I’m over the moon about all these films this year that register BLM issues and the African-American experience in such powerful ways. Blindspotting will sit alongside works like BlacKkKlansmanBlack PantherIf Beale Street Could TalkThe Hate U Give and Life and Nothing More as a shining example of this cinema’s vital necessity in our times. It is also one of the best films of the year, and unfortunately one of the more overlooked offerings compared to the others. I haven’t heard much water cooler talk over, say, Daveed Diggs’ stirring performance as an ex-con nearing the end of his probation, or how brilliantly the film intersperses a witty sensibility within its more activist framework. When a scene as unexpected and hilarious as a hairdresser cussing out M. Night Shyamalan’s movies for making her nervous comes along, it’s very hard to pull away and remain objective. The mixture of irreverence and the joyous celebration of exuberant personalities harkens back to the lived-in quality of Spike Lee’s filmography, and one can almost imagine Lee having helmed this.

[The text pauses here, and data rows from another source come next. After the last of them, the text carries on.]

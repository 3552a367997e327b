//! Sign-in handlers.

use axum::{Json, extract::State};
use serde::Deserialize;
use serde_json::{Value, json};
use std::sync::Arc;

use super::super::state::AppState;
use super::ApiResult;

#[derive(Debug, Deserialize)]
pub struct LoginForm {
    pub email: String,
}

/// POST /api/login
pub async fn login(
    State(state): State<Arc<AppState>>,
    Json(form): Json<LoginForm>,
) -> ApiResult<Json<Value>> {
    let allowed = state.settings.read().await.authorized_users.clone();
    let mut session = state.session.write().await;
    session.login(&form.email, &allowed)?;
    Ok(Json(json!({"success": true, "user": session.user()})))
}

/// POST /api/logout
pub async fn logout(State(state): State<Arc<AppState>>) -> Json<Value> {
    state.session.write().await.logout();
    Json(json!({"success": true}))
}
//! # Printer Spooler
//!
//! Discovery and raw job submission through the CUPS command line tools.
//!
//! ## Printer Names
//!
//! The configured name is resolved against the installed printers: an exact
//! match wins, otherwise the first printer whose name contains the requested
//! one (case-insensitive) is used. `"xprinter"` finds `"Xprinter_XP-365B"`.
//!
//! ## Targets
//!
//! ```text
//! PrinterTarget::Spooler("Xprinter_XP-365B")  → lp -d Xprinter_XP-365B -t job -o raw
//! PrinterTarget::Device("/dev/usb/lp0")       → bytes written to the device node
//! ```

use image::{Rgb, RgbImage};
use std::fs::OpenOptions;
use std::io::Write;
use std::path::{Path, PathBuf};
use std::process::{Command, Stdio};
use std::thread;
use std::time::Duration;
use tracing::{debug, info};

use crate::error::LabelError;
use crate::printer::config::MM_PER_INCH;
use crate::printer::mm_to_pixels;
use crate::render::CaptionFont;

/// Chunk size for device node writes (bytes)
const CHUNK_SIZE: usize = 4096;

/// Delay between chunks (milliseconds)
const CHUNK_DELAY_MS: u64 = 2;

/// Test page size in pixels.
pub const TEST_PAGE_WIDTH: u32 = 400;
pub const TEST_PAGE_HEIGHT: u32 = 200;

/// Where raw job bytes go.
#[derive(Debug, Clone, PartialEq, Eq)]
pub enum PrinterTarget {
    /// A named queue of the system spooler
    Spooler(String),
    /// A printer device node such as `/dev/usb/lp0`
    Device(PathBuf),
}

impl PrinterTarget {
    /// Spooler targets are names; absolute paths are devices.
    pub fn parse(s: &str) -> Self {
        if s.starts_with('/') {
            Self::Device(PathBuf::from(s))
        } else {
            Self::Spooler(s.to_string())
        }
    }
}

/// Names of all printers known to the spooler.
pub fn list_printers() -> Result<Vec<String>, LabelError> {
    let output = Command::new("lpstat")
        .arg("-e")
        .output()
        .map_err(|e| LabelError::Connectivity(format!("Failed to run 'lpstat -e': {}", e)))?;

    if !output.status.success() {
        let stderr = String::from_utf8_lossy(&output.stderr);
        // No printers installed is reported as an error by some CUPS versions
        if stderr.contains("No destinations") {
            return Ok(Vec::new());
        }
        return Err(LabelError::Connectivity(format!(
            "lpstat failed: {}",
            stderr.trim()
        )));
    }

    Ok(parse_printer_list(&String::from_utf8_lossy(&output.stdout)))
}

/// The spooler's default printer, if one is set.
pub fn default_printer() -> Option<String> {
    let output = Command::new("lpstat").arg("-d").output().ok()?;
    parse_default_printer(&String::from_utf8_lossy(&output.stdout))
}
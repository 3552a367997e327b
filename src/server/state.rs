//! Server state and configuration.

use std::path::PathBuf;
use tokio::sync::RwLock;

use crate::config::{Settings, SettingsStore};
use crate::error::LabelError;
use crate::records::RecordSource;
use crate::render::{CaptionFont, LabelComposer};
use crate::session::Session;

/// Server configuration.
#[derive(Debug, Clone)]
pub struct ServerConfig {
    /// Settings file, reloaded after every save
    pub settings_path: PathBuf,
    /// Address to listen on (e.g., "127.0.0.1:8080")
    pub listen_addr: String,
}

/// Application state shared across handlers.
///
/// One operator at a time: the session is global to the server.
pub struct AppState {
    pub config: ServerConfig,
    pub store: SettingsStore,
    pub settings: RwLock<Settings>,
    pub session: RwLock<Session>,
    /// Caption font for the configured `font_path`
    pub font: RwLock<CaptionFont>,
}

impl AppState {
    pub fn new(config: ServerConfig) -> Self {
        let store = SettingsStore::new(&config.settings_path);
        let settings = store.load();
        let font = CaptionFont::load(settings.font_path.as_deref());
        Self {
            config,
            store,
            settings: RwLock::new(settings),
            session: RwLock::new(Session::new()),
            font: RwLock::new(font),
        }
    }

    /// The configured record source.
    pub async fn records(&self) -> Box<dyn RecordSource> {
        self.settings.read().await.record_source()
    }

    /// A composer for the configured label size and caption font.
    pub async fn composer(&self) -> Result<LabelComposer, LabelError> {
        let spec = self.settings.read().await.label_spec()?;
        let font = self.font.read().await.clone();
        Ok(LabelComposer::new(spec, font))
    }
}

Carlos López Estrada is no slouch, however. Bringing his extensive experience as a music video director to the table, he punctuates Blindspotting with the well-timed syncopations of an impassioned rap performance, finding grooves in which to place the collective anger and hurt of a race and let it spark. Around those grooves are the rhythmical interpolations of character and heart that gives every rap song its own distinctive flavour. Many reviewers have commented on how Shakespearean this setup is, and while that is true, it’s also very much beholden to the arcs found on some of the best hip-hop albums out there. There’s usually a gradual buildup to the grand moment of reckoning, with a song that tears into the ones that came before it in order to find even greater nuggets of truth. This is how the film ends, with Diggs being afforded the scene of his career (thus far) when he is given the opportunity to face down the evil that has bedeviled him for days. It is no coincidence that he is also facing down the camera itself, crushing that fabled divide between spectator and spectacle so that we cannot come out guiltless. Especially those who are Caucasian, such as myself.

The unforgiving bluntness of the film’s mode will put off some who favour nuance. To them I say: how else would you tell this particular story? Sometimes you need to draw the largest picture possible for people to “get” it, because if they don’t, then the cycles of racial violence and suffering will continue to balloon. Anger is how you get your point across plainly, and Blindspotting does this while offering so much more: compassion, the chance for rehabilitation, and the opportunity to make the right decisions after your own string of mistakes, among other things. It is a dialogue we need to have—and we need more people to proliferate it. A film like this will do a lot to get that conversation rolling.